- _ACTIVITY_: Copy every entry precisely.
= Beginning of Section =
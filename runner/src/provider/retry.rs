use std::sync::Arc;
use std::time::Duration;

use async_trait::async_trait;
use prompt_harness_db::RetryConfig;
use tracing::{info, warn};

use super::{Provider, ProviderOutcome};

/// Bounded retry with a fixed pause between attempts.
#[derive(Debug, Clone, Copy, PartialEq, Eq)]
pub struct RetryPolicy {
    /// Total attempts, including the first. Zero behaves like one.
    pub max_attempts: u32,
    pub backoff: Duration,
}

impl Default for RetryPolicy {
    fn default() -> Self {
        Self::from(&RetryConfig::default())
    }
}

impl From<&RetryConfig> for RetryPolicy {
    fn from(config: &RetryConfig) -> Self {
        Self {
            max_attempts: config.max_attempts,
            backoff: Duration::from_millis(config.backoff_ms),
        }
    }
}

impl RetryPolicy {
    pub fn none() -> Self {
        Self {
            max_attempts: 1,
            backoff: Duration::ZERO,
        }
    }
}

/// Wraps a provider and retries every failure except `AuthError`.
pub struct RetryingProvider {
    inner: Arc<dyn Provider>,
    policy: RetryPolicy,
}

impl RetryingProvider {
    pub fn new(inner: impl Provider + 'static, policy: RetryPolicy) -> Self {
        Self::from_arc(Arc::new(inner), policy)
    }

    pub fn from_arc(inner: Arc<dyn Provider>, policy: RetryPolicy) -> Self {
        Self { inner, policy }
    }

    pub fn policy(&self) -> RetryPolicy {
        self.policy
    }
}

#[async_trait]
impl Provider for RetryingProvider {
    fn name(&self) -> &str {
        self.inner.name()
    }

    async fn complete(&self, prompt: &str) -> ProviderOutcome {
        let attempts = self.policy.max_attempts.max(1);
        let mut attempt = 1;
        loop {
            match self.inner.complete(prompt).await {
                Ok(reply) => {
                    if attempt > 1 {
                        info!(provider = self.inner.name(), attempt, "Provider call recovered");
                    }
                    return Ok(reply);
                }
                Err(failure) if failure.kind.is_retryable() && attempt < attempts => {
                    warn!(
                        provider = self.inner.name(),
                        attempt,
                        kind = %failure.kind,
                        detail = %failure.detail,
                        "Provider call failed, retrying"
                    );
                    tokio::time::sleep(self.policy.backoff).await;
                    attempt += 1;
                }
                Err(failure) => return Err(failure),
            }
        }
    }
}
= End of Section =
- _YOUR RESPONSE_:
filename runner/src/provider/retry.rs
use std::sync::Arc;
use std::time::Duration;

use async_trait::async_trait;
use prompt_harness_db::RetryConfig;
use tracing::{info, warn};

use super::{Provider, ProviderOutcome};

/// Bounded retry with a fixed pause between attempts.
#[derive(Debug, Clone, Copy, PartialEq, Eq)]
pub struct RetryPolicy {
    /// Total attempts, including the first. Zero behaves like one.
    pub max_attempts: u32,
    pub backoff: Duration,
}

impl Default for RetryPolicy {
    fn default() -> Self {
        Self::from(&RetryConfig::default())
    }
}

impl From<&RetryConfig> for RetryPolicy {
    fn from(config: &RetryConfig) -> Self {
        Self {
            max_attempts: config.max_attempts,
            backoff: Duration::from_millis(config.backoff_ms),
        }
    }
}

impl RetryPolicy {
    pub fn none() -> Self {
        Self {
            max_attempts: 1,
            backoff: Duration::ZERO,
        }
    }
}

/// Wraps a provider and retries every failure except `AuthError`.
pub struct RetryingProvider {
    inner: Arc<dyn Provider>,
    policy: RetryPolicy,
}

impl RetryingProvider {
    pub fn new(inner: impl Provider + 'static, policy: RetryPolicy) -> Self {
        Self::from_arc(Arc::new(inner), policy)
    }

    pub fn from_arc(inner: Arc<dyn Provider>, policy: RetryPolicy) -> Self {
        Self { inner, policy }
    }

    pub fn policy(&self) -> RetryPolicy {
        self.policy
    }
}

#[async_trait]
impl Provider for RetryingProvider {
    fn name(&self) -> &str {
        self.inner.name()
    }

    async fn complete(&self, prompt: &str) -> ProviderOutcome {
        let attempts = self.policy.max_attempts.max(1);
        let mut attempt = 1;
        loop {
            match self.inner.complete(prompt).await {
                Ok(reply) => {
                    if attempt > 1 {
                        info!(provider = self.inner.name(), attempt, "Provider call recovered");
                    }
                    return Ok(reply);
                }
                Err(failure) if failure.kind.is_retryable() && attempt < attempts => {
                    warn!(
                        provider = self.inner.name(),
                        attempt,
                        kind = %failure.kind,
                        detail = %failure.detail,
                        "Provider call failed, retrying"
                    );
                    tokio::time::sleep(self.policy.backoff).await;
                    attempt += 1;
                }
                Err(failure) => return Err(failure),
            }
        }
    }
}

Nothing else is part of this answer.